A benefit of having that wedge shape is that once laid done on a desk or table, you get a better viewing angle and it’s easier to type. As a Sony agent pointed out, you don’t need a fancy case to help you get a good typing angle, no matter how magical it is.
The design is likely to be a love it or hate it point: you’ll either buy into it being distinctly different or you won’t. Having toted the Tablet S around on the showfloor, we quite like the feeling it gives you in the hand.
Honeycomb tablets are nothing new these days and Sony have, in our opinion, taken the right approach by leaving the interface mostly unfettered. There are a few tweaks here and there like the app menu, but landing on the homepage is very much a stock Honeycomb experience.
Sony’s differentiation comes by sucking in the world around you, so the Tablet S goes beyond just offering you DNLA connectivity. Sony have created a collection of their own apps which are unique to the Tablet S (although we’re sure that they will find their way onto the internet blackmarket).
These apps include the likes of Select App, which is designed to make it easier to find apps from Android Market, you’ll get a Reader app and you’ll get integration with other connected devices on your network. One application here is the idea of throwing your content onto your TV.
We’ve seen other DNLA apps that will let you send video connected devices, so it isn’t unique, but in the demos we’ve seen so far, it is a little more lavishly designed than other solutions.
The Tablet S will function as a universal remote control thanks to the inclusion of an IR transmitter, so you can tell it what devices you have and it will pull up the controls - it’s amazingly simple to set up new devices so you can have full control over your entertainment system, no matter who the original manufacturer was. If you have something obscure you can teach it the controls too.
There is another trump card that Sony is going to play with the Tablet S: keeping it in the family, we have PlayStation certification. Essentially, as we saw with the Xperia Play, this means that you’ll be able to access PlayStation classics for a little gaming on the tablet. The on-screen interface offers a great deal of customisation, so you can change the control layout to suit your needs.

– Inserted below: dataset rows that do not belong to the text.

use std::io;
use std::time::Duration;

use crossterm::event::Event;

use crate::drivers::InputDriver;

#[derive(Debug, Clone, Copy, PartialEq, Eq)]
pub enum ControlFlow {
    Continue,
    Quit,
}

/// Drives the UI thread: the only place that polls the input driver.
///
/// The handler is called with `None` once per iteration (a frame: tick and
/// redraw) and with `Some(event)` for each input event. Bursts of events are
/// drained before the next frame so drags and scrolls do not lag behind.
pub struct EventLoop<D> {
    driver: D,
    poll_interval: Duration,
}

impl<D: InputDriver> EventLoop<D> {
    pub fn new(driver: D, poll_interval: Duration) -> Self {
        Self {
            driver,
            poll_interval,
        }
    }

    pub fn driver(&mut self) -> &mut D {
        &mut self.driver
    }

    pub fn run<F>(&mut self, mut handler: F) -> io::Result<()>
    where
        F: FnMut(Option<Event>) -> io::Result<ControlFlow>,
    {
        loop {
            if handler(None)? == ControlFlow::Quit {
                return Ok(());
            }
            if self.driver.poll(self.poll_interval)? {
                loop {
                    let event = self.driver.read()?;
                    if handler(Some(event))? == ControlFlow::Quit {
                        return Ok(());
                    }
                    if !self.driver.poll(Duration::ZERO)? {
                        break;
                    }
                }
            }
        }
    }
}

It’s nice to see something a little different from a design point of view and the hardware also delivers: the 1280 x 800 9.4-inch display looks sharp and at its core you have the power of the 1GHz Tegra 2 chipset, also in most other rival devices.
The design does mean that physical connectivity is on the light side - an SD card slot and Micro-USB are joined by a 3.5mm headphone jack, but you don’t get HDMI of any variety.
Wi-Fi and 3G versions will be available, with 16 or 32GB memory options. The Tablet S is set to land at the end of September, with a €479 price tag. We overheard a Sony rep saying it would be hitting Sony.co.uk for £399, but this price isn't confirmed.